(Bloomberg) — The Small Business Administration’s Inspector General raised serious concerns about potential rampant fraud in a federal disaster-loan program providing coronavirus relief.
The inspector general’s office said in an alert Tuesday that it’s been “inundated” with complaints, including more than 5,000 instances of suspected fraud from financial institutions that received deposits from the SBA’s Economic Injury Disaster Loan program, or EIDL. The review identified more than $250 million in aid given to potentially ineligible recipients as well as $45.6 million in potentially duplicate payments.
SBA Inspector General Hannibal “Mike” Ware suggested “swift management action” by the SBA to immediately identify disbursements that may have been obtained fraudulently, recover disbursed funds, and prevent additional taxpayer losses.
“Our preliminary review reveals strong indicators of widespread potential fraud in the program,” the inspector general said in the memo to SBA Administrator Jovita Carranza. “These issues need to be addressed immediately to reduce fraud risk and prevent further losses.”
Carranza said in a response included in the alert that the EIDL program has “robust internal controls” that have stopped billions of dollars and that it can’t address the substance of the complaints without details that she said Ware’s office declined to provide.
“The reality is that SBA has developed and implemented a comprehensive, rigorous, end-to-end infrastructure to reduce the risk of fraud in the EIDL COVID program,” Carranza wrote in her response.
The aid was designed to give legitimate U.S. entities a quick injection of capital and long-term financing to deal with the pandemic, and the details of suspected fraud are “alarming,” Republican Senator Marco Rubio of Florida, chairman of the Small Business & Entrepreneurship Committee, said in a statement.
The EIDL program, which is separate from the more publicized Car Accident Lawyer in Baton Rouge Paycheck Protection Program, provides loans of as much as $2 million — currently capped at $150,000 — as well as advances of as much as $10,000 that don’t have to be repaid. As of July 22, SBA said it’s approved more than 2.8 million EIDL loans for a total of $160 billion, and more than 5.7 million advances amounting to $20 billion.
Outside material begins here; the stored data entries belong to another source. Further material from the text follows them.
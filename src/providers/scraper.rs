use super::hosts::{ContainerRule, HostRule};
use super::LyricsScraper;
use crate::errors::{LyricsFinderError, Result};
use crate::lyrics::{LyricsDocument, Outcome, ProviderResult, ProviderSource};
use crate::utils::HttpFetch;
use async_trait::async_trait;
use regex::{Captures, Regex};
use std::sync::Arc;
use std::sync::LazyLock;

static LINE_BREAK: LazyLock<Regex> =
    LazyLock::new(|| Regex::new(r"(?i)<br\s*/?>|</(?:p|div|li)>").expect("valid break pattern"));

static COMMENT: LazyLock<Regex> =
    LazyLock::new(|| Regex::new(r"(?s)<!--.*?-->").expect("valid comment pattern"));

static ANY_TAG: LazyLock<Regex> =
    LazyLock::new(|| Regex::new(r"(?s)<[^>]*>").expect("valid tag pattern"));

static ENTITY: LazyLock<Regex> = LazyLock::new(|| {
    Regex::new(r"&(#[xX][0-9a-fA-F]+|#[0-9]+|[a-zA-Z]+);").expect("valid entity pattern")
});

/// Marks page furniture (headers, ads) nested inside a lyrics container
static EXCLUDED_BLOCK: LazyLock<Regex> = LazyLock::new(|| {
    Regex::new(r#"(?i)<div[^>]*data-exclude-from-selection="true"[^>]*>"#)
        .expect("valid exclusion pattern")
});

/// Fetches song pages and extracts the lyric body
pub struct PageScraper {
    http: Arc<dyn HttpFetch>,
}

impl PageScraper {
    pub fn new(http: Arc<dyn HttpFetch>) -> Self {
        Self { http }
    }

    async fn fetch_lyrics(&self, url: &str, host: &HostRule) -> Result<String> {
        let response = self.http.get(url).await?;
        if !response.is_ok() {
            return Err(LyricsFinderError::HttpStatus {
                status: response.status,
                url: url.to_string(),
            });
        }
        extract_lyrics(&response.body, &host.container)
    }
}

#[async_trait]
impl LyricsScraper for PageScraper {
    async fn scrape(&self, url: &str, host: &HostRule) -> Outcome<ProviderResult> {
        match self.fetch_lyrics(url, host).await {
            Ok(lyrics) if !lyrics.is_empty() => Outcome::Found(ProviderResult {
                source: ProviderSource::Scrape,
                host_label: host.label.to_string(),
                raw_lyrics: lyrics,
            }),
            Ok(_) => Outcome::empty(format!("{}: no lyrics container on {}", host.label, url)),
            Err(e) => Outcome::empty(format!("{}: scrape failed: {}", host.label, e)),
        }
    }
}

/// Pull the lyric text out of a page.
///
/// Every element matching the container rule contributes, in page order.
/// Markup becomes line breaks and plain text, then the body is de-noised.
/// Returns an empty string when no container is present.
pub fn extract_lyrics(html: &str, rule: &ContainerRule) -> Result<String> {
    let anchor = Regex::new(&format!("(?i){}", rule.anchor))?;
    let element = element_pattern(rule.tag)?;

    let mut blocks = Vec::new();
    let mut cursor = 0;
    while let Some(found) = anchor.find_at(html, cursor) {
        let (content_end, outer_end) = element_end(html, found.end(), &element);
        let inner = strip_excluded(&html[found.end()..content_end])?;
        blocks.push(html_to_text(&inner));
        cursor = outer_end;
    }

    let document = LyricsDocument::from_raw(&blocks.join("\n"));
    Ok(document.plain_text().to_string())
}

fn element_pattern(tag: &str) -> Result<Regex> {
    Ok(Regex::new(&format!(r"(?i)<(/?){}\b[^>]*>", regex::escape(tag)))?)
}

/// Find where the element open before `from` closes, counting nested
/// elements of the same tag. Returns (content end, end of closing tag);
/// an unclosed element runs to the end of the page.
fn element_end(html: &str, from: usize, element: &Regex) -> (usize, usize) {
    let mut depth = 1usize;
    for captures in element.captures_iter(&html[from..]) {
        let Some(tag) = captures.get(0) else {
            continue;
        };
        let closing = captures.get(1).is_some_and(|slash| !slash.as_str().is_empty());
        if closing {
            depth -= 1;
            if depth == 0 {
                return (from + tag.start(), from + tag.end());
            }
        } else if !tag.as_str().ends_with("/>") {
            depth += 1;
        }
    }
    (html.len(), html.len())
}

/// Remove nested `data-exclude-from-selection` blocks
fn strip_excluded(fragment: &str) -> Result<String> {
    let element = element_pattern("div")?;
    let mut kept = String::with_capacity(fragment.len());
    let mut cursor = 0;
    while let Some(found) = EXCLUDED_BLOCK.find_at(fragment, cursor) {
        kept.push_str(&fragment[cursor..found.start()]);
        let (_, outer_end) = element_end(fragment, found.end(), &element);
        cursor = outer_end;
    }
    kept.push_str(&fragment[cursor..]);
    Ok(kept)
}

fn html_to_text(fragment: &str) -> String {
    let without_comments = COMMENT.replace_all(fragment, "");
    let with_breaks = LINE_BREAK.replace_all(&without_comments, "\n");
    let text = ANY_TAG.replace_all(&with_breaks, "");
    decode_entities(&text)
}

fn decode_entities(text: &str) -> String {
    ENTITY
        .replace_all(text, |caps: &Captures| {
            let entity = &caps[1];
            let decoded = match entity {
                "amp" => Some('&'),
                "lt" => Some('<'),
                "gt" => Some('>'),
                "quot" => Some('"'),
                "apos" => Some('\''),
                "nbsp" => Some(' '),
                _ if entity.starts_with("#x") || entity.starts_with("#X") => {
                    u32::from_str_radix(&entity[2..], 16).ok().and_then(char::from_u32)
                }
                _ if entity.starts_with('#') => entity[1..].parse().ok().and_then(char::from_u32),
                _ => None,
            };
            decoded.map_or_else(|| caps[0].to_string(), |c| c.to_string())
        })
        .into_owned()
}
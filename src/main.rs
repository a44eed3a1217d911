mod cli;

use cli::Cli;
use lyrics_finder::config::Config;
use lyrics_finder::errors::Result;
use lyrics_finder::utils::Logger;
use tracing::Level;

#[tokio::main]
async fn main() -> Result<()> {
    // Parse command line arguments
    let cli = Cli::parse();

    Logger::init_with_level(if cli.verbose { Level::DEBUG } else { Level::INFO })?;

    let config = Config::load()?;

    cli.execute(config).await
}
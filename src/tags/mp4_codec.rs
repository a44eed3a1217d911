use super::{TagCodec, TagIdentity};
use crate::errors::{LyricsFinderError, Result};
use std::path::Path;

/// MP4/M4A: ©ART/©nam for identity, ©lyr for lyrics
pub struct Mp4Codec;

fn read_tag(path: &Path) -> Result<mp4ameta::Tag> {
    mp4ameta::Tag::read_from_path(path).map_err(|e| LyricsFinderError::Mp4(e.to_string()))
}

impl TagCodec for Mp4Codec {
    fn name(&self) -> &'static str {
        "mp4"
    }

    fn read_identity(&self, path: &Path) -> Result<TagIdentity> {
        let tag = read_tag(path)?;
        Ok(TagIdentity {
            artist: tag.artist().unwrap_or_default().to_string(),
            title: tag.title().unwrap_or_default().to_string(),
        })
    }

    fn has_embedded_lyrics(&self, path: &Path) -> Result<bool> {
        let tag = read_tag(path)?;
        Ok(tag.lyrics().is_some_and(|lyrics| !lyrics.trim().is_empty()))
    }

    fn write_lyrics(&self, path: &Path, text: &str) -> Result<()> {
        let mut tag = read_tag(path).map_err(|e| LyricsFinderError::tag_write(path, e))?;
        // ©lyr is single-valued: setting replaces the previous atom
        tag.set_lyrics(text);
        tag.write_to_path(path)
            .map_err(|e| LyricsFinderError::tag_write(path, e))
    }
}

#[cfg(test)]
mod tests {
    use super::*;
    use crate::test_support::minimal_m4a;

    #[test]
    fn writing_twice_leaves_one_lyrics_atom() {
        let dir = tempfile::tempdir().unwrap();
        let path = minimal_m4a(dir.path(), "song.m4a");

        Mp4Codec.write_lyrics(&path, "first").unwrap();
        Mp4Codec.write_lyrics(&path, "Line one\nLine two").unwrap();

        let tag = mp4ameta::Tag::read_from_path(&path).unwrap();
        let lyrics: Vec<&str> = tag.strings_of(&mp4ameta::ident::LYRICS).collect();
        assert_eq!(lyrics, vec!["Line one\nLine two"]);
    }

    #[test]
    fn lyrics_presence_follows_writes() {
        let dir = tempfile::tempdir().unwrap();
        let path = minimal_m4a(dir.path(), "song.m4a");

        assert!(!Mp4Codec.has_embedded_lyrics(&path).unwrap());
        Mp4Codec.write_lyrics(&path, "Is this the real life?").unwrap();
        assert!(Mp4Codec.has_embedded_lyrics(&path).unwrap());
    }

    #[test]
    fn write_keeps_identity_atoms() {
        let dir = tempfile::tempdir().unwrap();
        let path = minimal_m4a(dir.path(), "tagged.m4a");

        let mut tag = mp4ameta::Tag::read_from_path(&path).unwrap();
        tag.set_artist("Queen");
        tag.set_title("Bohemian Rhapsody");
        tag.write_to_path(&path).unwrap();

        Mp4Codec.write_lyrics(&path, "Is this the real life?").unwrap();

        let identity = Mp4Codec.read_identity(&path).unwrap();
        assert_eq!(identity.artist, "Queen");
        assert_eq!(identity.title, "Bohemian Rhapsody");
    }
}
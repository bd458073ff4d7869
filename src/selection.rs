/// Kinematic acceptance for a reconstructed Drell-Yan lepton pair
#[derive(Copy, Clone, Debug, PartialEq, PartialOrd)]
pub struct DySelection {
    /// Lower bound (exclusive) on the softer lepton's transverse momentum
    pub min_pt: f64,
    /// Lower bound (exclusive) on the harder lepton's transverse momentum
    pub max_pt: f64,
    /// Upper bound (exclusive) on |η| of both leptons, if any
    pub max_abs_eta: Option<f64>,
}

impl DySelection {
    /// Selection used for the dilepton transverse momentum
    pub const fn pt_variant() -> Self {
        Self {
            min_pt: 15.,
            max_pt: 40.,
            max_abs_eta: Some(1.5),
        }
    }

    /// Selection used for the dilepton invariant mass
    ///
    /// Same transverse momentum thresholds as [DySelection::pt_variant],
    /// but without a pseudorapidity cut.
    pub const fn mass_variant() -> Self {
        Self {
            min_pt: 15.,
            max_pt: 40.,
            max_abs_eta: None,
        }
    }

    /// Check whether two leptons with the given (p_T, η) pass
    pub fn accepts(&self, (pt1, eta1): (f64, f64), (pt2, eta2): (f64, f64)) -> bool {
        if pt1.min(pt2) <= self.min_pt || pt1.max(pt2) <= self.max_pt {
            return false;
        }
        match self.max_abs_eta {
            Some(max) => eta1.abs() < max && eta2.abs() < max,
            None => true,
        }
    }
}

impl Default for DySelection {
    fn default() -> Self {
        Self::pt_variant()
    }
}
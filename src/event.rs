use itertools::izip;
use particle_id::ParticleID;

use crate::{
    error::{Error, Result},
    momentum::PtEtaPhiM,
};

/// Bits of the NanoAOD `GenPart_statusFlags` column
pub mod status_flags {
    pub const IS_PROMPT: i32 = 1 << 0;
    pub const IS_DECAYED_LEPTON_HADRON: i32 = 1 << 1;
    pub const IS_TAU_DECAY_PRODUCT: i32 = 1 << 2;
    pub const IS_PROMPT_TAU_DECAY_PRODUCT: i32 = 1 << 3;
    pub const IS_DIRECT_TAU_DECAY_PRODUCT: i32 = 1 << 4;
    pub const IS_DIRECT_PROMPT_TAU_DECAY_PRODUCT: i32 = 1 << 5;
    pub const IS_DIRECT_HADRON_DECAY_PRODUCT: i32 = 1 << 6;
    pub const IS_HARD_PROCESS: i32 = 1 << 7;
    pub const FROM_HARD_PROCESS: i32 = 1 << 8;
    pub const IS_HARD_PROCESS_TAU_DECAY_PRODUCT: i32 = 1 << 9;
    pub const IS_DIRECT_HARD_PROCESS_TAU_DECAY_PRODUCT: i32 = 1 << 10;
    pub const FROM_HARD_PROCESS_BEFORE_FSR: i32 = 1 << 11;
    pub const IS_FIRST_COPY: i32 = 1 << 12;
    pub const IS_LAST_COPY: i32 = 1 << 13;
    pub const IS_LAST_COPY_BEFORE_FSR: i32 = 1 << 14;

    /// Prompt hard-process leptons as they leave the boson decay
    ///
    /// Equal to `0x1181`.
    pub const DY_LEPTON: i32 = IS_PROMPT | IS_HARD_PROCESS | FROM_HARD_PROCESS | IS_FIRST_COPY;
}

/// Generator-level particles of one event, stored as parallel columns
///
/// All columns have the same length, which is checked on construction.
#[derive(Copy, Clone, Debug)]
pub struct GenParticles<'a> {
    pt: &'a [f32],
    eta: &'a [f32],
    phi: &'a [f32],
    mass: &'a [f32],
    pdg_id: &'a [i32],
    status: &'a [i32],
    status_flags: &'a [i32],
}

impl<'a> GenParticles<'a> {
    #[allow(clippy::too_many_arguments)]
    pub fn new(
        pt: &'a [f32],
        eta: &'a [f32],
        phi: &'a [f32],
        mass: &'a [f32],
        pdg_id: &'a [i32],
        status: &'a [i32],
        status_flags: &'a [i32],
    ) -> Result<Self> {
        let n = pt.len();
        let lengths = [
            ("eta", eta.len()),
            ("phi", phi.len()),
            ("mass", mass.len()),
            ("pdgId", pdg_id.len()),
            ("status", status.len()),
            ("statusFlags", status_flags.len()),
        ];
        for (column, len) in lengths {
            if len != n {
                return Err(Error::InvalidArgument(format!(
                    "column `{column}` has {len} entries, but `pt` has {n}"
                )));
            }
        }
        Ok(Self {
            pt,
            eta,
            phi,
            mass,
            pdg_id,
            status,
            status_flags,
        })
    }

    /// Number of particles
    pub fn len(&self) -> usize {
        self.pt.len()
    }

    pub fn is_empty(&self) -> bool {
        self.pt.is_empty()
    }

    pub fn get(&self, idx: usize) -> Option<GenParticle> {
        if idx >= self.len() {
            return None;
        }
        Some(GenParticle {
            id: ParticleID::new(self.pdg_id[idx]),
            p: PtEtaPhiM::new(
                self.pt[idx] as f64,
                self.eta[idx] as f64,
                self.phi[idx] as f64,
                self.mass[idx] as f64,
            ),
            status: self.status[idx],
            status_flags: self.status_flags[idx],
        })
    }

    /// Iterate over the particles in column order
    pub fn iter(&self) -> impl Iterator<Item = GenParticle> + 'a {
        izip!(
            self.pt,
            self.eta,
            self.phi,
            self.mass,
            self.pdg_id,
            self.status,
            self.status_flags
        )
        .map(|(&pt, &eta, &phi, &m, &id, &status, &status_flags)| GenParticle {
            id: ParticleID::new(id),
            p: PtEtaPhiM::new(pt as f64, eta as f64, phi as f64, m as f64),
            status,
            status_flags,
        })
    }
}

/// A generator-level particle
#[derive(Copy, Clone, Debug, PartialEq, PartialOrd)]
pub struct GenParticle {
    /// Particle type
    pub id: ParticleID,
    /// Kinematics
    pub p: PtEtaPhiM,
    /// Generator status code
    pub status: i32,
    /// Provenance bits, see [status_flags]
    pub status_flags: i32,
}

impl GenParticle {
    /// Whether all bits in `mask` are set in the status flags
    pub fn has_flags(&self, mask: i32) -> bool {
        self.status_flags & mask == mask
    }

    /// Electrons, muons, taus and their antiparticles
    ///
    /// Fourth-generation leptons are not included.
    pub fn is_charged_lepton(&self) -> bool {
        use particle_id::sm_elementary_particles::{
            anti_muon, electron, muon, positron, tau, tau_bar,
        };
        matches!(
            self.id,
            electron | positron | muon | anti_muon | tau | tau_bar
        )
    }

    /// Whether `self` is the antiparticle of `other`
    pub fn is_anti_of(&self, other: &GenParticle) -> bool {
        // `i32::MIN` has no antiparticle id
        other.id.id() != i32::MIN && self.id == other.id.anti()
    }
}

/// Owned columns of generator-level particles
///
/// Useful when particles are available one at a time instead of as
/// columns.
#[derive(Clone, Debug, Default, PartialEq)]
pub struct GenParticleColumns {
    pub pt: Vec<f32>,
    pub eta: Vec<f32>,
    pub phi: Vec<f32>,
    pub mass: Vec<f32>,
    pub pdg_id: Vec<i32>,
    pub status: Vec<i32>,
    pub status_flags: Vec<i32>,
}

impl GenParticleColumns {
    pub fn push(&mut self, particle: GenParticle) {
        let GenParticle { id, p, status, status_flags } = particle;
        self.pt.push(p.pt as f32);
        self.eta.push(p.eta as f32);
        self.phi.push(p.phi as f32);
        self.mass.push(p.m as f32);
        self.pdg_id.push(id.id());
        self.status.push(status);
        self.status_flags.push(status_flags);
    }

    /// Borrow as [GenParticles]
    ///
    /// Fails if the public columns were modified to different lengths.
    pub fn view(&self) -> Result<GenParticles<'_>> {
        GenParticles::new(
            &self.pt,
            &self.eta,
            &self.phi,
            &self.mass,
            &self.pdg_id,
            &self.status,
            &self.status_flags,
        )
    }
}

impl FromIterator<GenParticle> for GenParticleColumns {
    fn from_iter<I: IntoIterator<Item = GenParticle>>(iter: I) -> Self {
        let mut columns = Self::default();
        for particle in iter {
            columns.push(particle);
        }
        columns
    }
}
pub mod correction;
pub mod dilepton;
pub mod error;
pub mod event;
pub mod gen_dy;
pub mod hex;
pub mod momentum;
pub mod scale_factor;
pub mod selection;
pub mod single_lepton;
pub mod transverse;

pub use crate::error::{Error, Result};
pub use crate::event::{GenParticle, GenParticleColumns, GenParticles};
pub use crate::gen_dy::{dy_mass, dy_pt, select_dy_leptons, DyPair};
pub use crate::momentum::{pair_kinematics, FourMomentum, PtEtaPhiM};
pub use crate::scale_factor::{ElectronScaleFactor, MuonScaleFactor, ScaleFactor};
pub use crate::selection::DySelection;
pub use crate::single_lepton::{lepton_met, LeptonMet};
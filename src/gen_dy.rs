//! Generator-level Drell-Yan lepton pair reconstruction
use std::ops::ControlFlow;

use crate::{
    event::{status_flags::DY_LEPTON, GenParticle, GenParticles},
    momentum::{pair_kinematics, PairKinematics},
    selection::DySelection,
};

/// Value reported instead of a kinematic quantity if there is no valid pair
pub const SENTINEL: f64 = -1.;

/// Indices of the two leptons from the boson decay
#[derive(Copy, Clone, Debug, Default, Eq, PartialEq, Ord, PartialOrd, Hash)]
pub struct DyPair {
    /// The first lepton in column order
    pub first: usize,
    /// Its antiparticle, always after `first`
    pub second: usize,
}

/// State while scanning an event for the lepton pair
#[derive(Copy, Clone, Debug, Eq, PartialEq, Hash)]
pub enum DyScan {
    Searching,
    FoundFirst(usize),
    FoundPair(DyPair),
}

impl DyScan {
    /// Advance the scan by the particle at `idx`
    fn step(self, idx: usize, particle: &GenParticle, particles: &GenParticles) -> Self {
        match self {
            Self::Searching if particle.is_charged_lepton() => Self::FoundFirst(idx),
            Self::FoundFirst(first)
                if particles
                    .get(first)
                    .is_some_and(|l1| particle.is_anti_of(&l1)) =>
            {
                Self::FoundPair(DyPair { first, second: idx })
            }
            state => state,
        }
    }

    pub fn pair(self) -> Option<DyPair> {
        match self {
            Self::FoundPair(pair) => Some(pair),
            _ => None,
        }
    }
}

/// Find the lepton pair from the Drell-Yan boson decay
///
/// The first charged lepton with all [DY_LEPTON] status flags set is
/// paired with the first later particle that has the same flags and
/// the opposite PDG id.
pub fn select_dy_leptons(particles: &GenParticles) -> Option<DyPair> {
    let scan = particles
        .iter()
        .enumerate()
        .filter(|(_, particle)| particle.has_flags(DY_LEPTON))
        .try_fold(DyScan::Searching, |scan, (idx, particle)| {
            match scan.step(idx, &particle, particles) {
                done @ DyScan::FoundPair(_) => ControlFlow::Break(done),
                next => ControlFlow::Continue(next),
            }
        });
    let (ControlFlow::Break(scan) | ControlFlow::Continue(scan)) = scan;
    let pair = scan.pair();
    if pair.is_none() {
        log::info!("not all leptons found");
    }
    pair
}

fn dy_pair_kinematics(
    particles: &GenParticles,
    selection: &DySelection,
) -> Option<PairKinematics> {
    let DyPair { first, second } = select_dy_leptons(particles)?;
    let l1 = particles.get(first)?.p;
    let l2 = particles.get(second)?.p;
    if !selection.accepts((l1.pt, l1.eta), (l2.pt, l2.eta)) {
        return None;
    }
    Some(pair_kinematics(l1, l2))
}

/// Transverse momentum of the Drell-Yan lepton pair
pub fn dy_pt(particles: &GenParticles) -> Option<f64> {
    // NOTE: this applies |η| < 1.5 to both leptons, `dy_mass` does not
    dy_pt_with(particles, &DySelection::pt_variant())
}

/// Invariant mass of the Drell-Yan lepton pair
pub fn dy_mass(particles: &GenParticles) -> Option<f64> {
    // NOTE: no η cut here, unlike `dy_pt`
    dy_mass_with(particles, &DySelection::mass_variant())
}

/// Transverse momentum of the Drell-Yan lepton pair with a custom selection
pub fn dy_pt_with(particles: &GenParticles, selection: &DySelection) -> Option<f64> {
    dy_pair_kinematics(particles, selection).map(|kin| kin.pt)
}

/// Invariant mass of the Drell-Yan lepton pair with a custom selection
pub fn dy_mass_with(particles: &GenParticles, selection: &DySelection) -> Option<f64> {
    dy_pair_kinematics(particles, selection).map(|kin| kin.mass)
}

/// Like [dy_pt], but returns [SENTINEL] if there is no valid pair
pub fn dy_pt_or_sentinel(particles: &GenParticles) -> f64 {
    dy_pt(particles).unwrap_or(SENTINEL)
}

/// Like [dy_mass], but returns [SENTINEL] if there is no valid pair
pub fn dy_mass_or_sentinel(particles: &GenParticles) -> f64 {
    dy_mass(particles).unwrap_or(SENTINEL)
}

#[cfg(test)]
mod tests {
    use super::*;
    use crate::{event::GenParticleColumns, momentum::PtEtaPhiM};
    use particle_id::ParticleID;

    fn lepton(id: i32, flags: i32) -> GenParticle {
        GenParticle {
            id: ParticleID::new(id),
            p: PtEtaPhiM::new(30., 0., 0., 0.),
            status: 1,
            status_flags: flags,
        }
    }

    fn scan(particles: &[GenParticle]) -> Option<DyPair> {
        let columns: GenParticleColumns = particles.iter().copied().collect();
        select_dy_leptons(&columns.view().unwrap())
    }

    #[test]
    fn empty_event() {
        assert_eq!(scan(&[]), None);
    }

    #[test]
    fn pair_after_other_particles() {
        let event = [
            lepton(2212, 0),
            lepton(23, 0x1181),
            lepton(-11, 0x1181),
            lepton(21, 0x1181),
            lepton(11, 0x1181),
        ];
        assert_eq!(scan(&event), Some(DyPair { first: 2, second: 4 }));
    }

    #[test]
    fn first_match_wins() {
        let event = [
            lepton(13, 0x1181),
            lepton(-13, 0x1181),
            lepton(-13, 0x1181),
            lepton(11, 0x1181),
            lepton(-11, 0x1181),
        ];
        assert_eq!(scan(&event), Some(DyPair { first: 0, second: 1 }));
    }

    #[test]
    fn partner_needs_flags() {
        let event = [lepton(13, 0x1181), lepton(-13, 0x1180), lepton(-13, 0x3181)];
        assert_eq!(scan(&event), Some(DyPair { first: 0, second: 2 }));
    }

    #[test]
    fn same_charge_is_no_partner() {
        let event = [lepton(15, 0x1181), lepton(15, 0x1181), lepton(-13, 0x1181)];
        assert_eq!(scan(&event), None);
    }

    #[test]
    fn first_lepton_is_fixed() {
        // a later lepton of another flavour does not replace the first one
        let event = [lepton(11, 0x1181), lepton(13, 0x1181), lepton(-13, 0x1181)];
        assert_eq!(scan(&event), None);
    }

    #[test]
    fn sentinel_without_pair() {
        let columns: GenParticleColumns = [lepton(11, 0x1181)].into_iter().collect();
        let particles = columns.view().unwrap();
        assert_eq!(dy_pt(&particles), None);
        assert_eq!(dy_mass(&particles), None);
        assert_eq!(dy_pt_or_sentinel(&particles), SENTINEL);
        assert_eq!(dy_mass_or_sentinel(&particles), -1.);
    }
}
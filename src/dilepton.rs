//! Reconstructed opposite-charge lepton pairs
use crate::{
    error::{Error, Result},
    scale_factor::ScaleFactor,
};

/// Lower bound (exclusive) on the leading lepton's transverse momentum
pub const LEADING_PT_MIN: f64 = 40.;

/// Indices of the two leptons of a selected pair, ordered by p_T
#[derive(Copy, Clone, Debug, Default, Eq, PartialEq, Ord, PartialOrd, Hash)]
pub struct RecoDilepton {
    pub leading: usize,
    pub subleading: usize,
}

fn check_len(name: &str, len: usize, expected: usize) -> Result<()> {
    if len == expected {
        Ok(())
    } else {
        Err(Error::InvalidArgument(format!(
            "column `{name}` has {len} entries, but `pt` has {expected}"
        )))
    }
}

/// Select events with exactly two leptons of opposite charge
///
/// `pt` and `charge` describe the leptons that already passed the
/// identification and isolation requirements. The leading lepton must
/// have `pt > LEADING_PT_MIN`. For equal transverse momenta the first
/// lepton is the leading one.
pub fn select_reco_dilepton(pt: &[f32], charge: &[i32]) -> Result<Option<RecoDilepton>> {
    check_len("charge", charge.len(), pt.len())?;
    let (&[pt0, pt1], &[q0, q1]) = (pt, charge) else {
        return Ok(None);
    };
    if (pt0.max(pt1) as f64) <= LEADING_PT_MIN || q0 != -q1 {
        return Ok(None);
    }
    let pair = if pt1 > pt0 {
        RecoDilepton {
            leading: 1,
            subleading: 0,
        }
    } else {
        RecoDilepton {
            leading: 0,
            subleading: 1,
        }
    };
    Ok(Some(pair))
}

/// Product of the scale factors of both leptons
pub fn lepton_weight<S: ScaleFactor>(
    sf: &S,
    pt: &[f32],
    eta: &[f32],
    pair: RecoDilepton,
) -> Result<f64> {
    check_len("eta", eta.len(), pt.len())?;
    let mut weight = 1.;
    for idx in [pair.leading, pair.subleading] {
        let (Some(&lep_pt), Some(&lep_eta)) = (pt.get(idx), eta.get(idx)) else {
            return Err(Error::InvalidArgument(format!(
                "lepton index {idx} out of range for {} leptons",
                pt.len()
            )));
        };
        weight *= sf.scale_factor(lep_pt as f64, lep_eta as f64)?;
    }
    Ok(weight)
}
Nine institutions alone have reported a combined $187.3 million in suspected fraudulent transactions, the inspector general said. Examples of suspicious activity include accounts established using stolen identities, account holders attempting to transfer funds into investment or foreign accounts and deposits being made into personal accounts with no evidence of business activity.
Ware’s office said it has identified organized fraud rings that use social media to recruit applicants who split advance money with ringleaders, as well as scams to persuade people to provide identifying information to “get free money” and apply for fraudulent loans, according to the alert.
The inspector general found that the SBA approved 6,132 EIDL loans totaling $208.1 million to potentially ineligible businesses as well as 20,692 advances worth $47.8 million. The SBA has also approved, or approved and paid, at least 275 loans more than once — with some businesses approved for three or four loans, the alert said.
“SBA processed the multiple applications submitted because the agency does not have effective controls in place to determine if the applicants had previously applied for and received financial help,” the report said.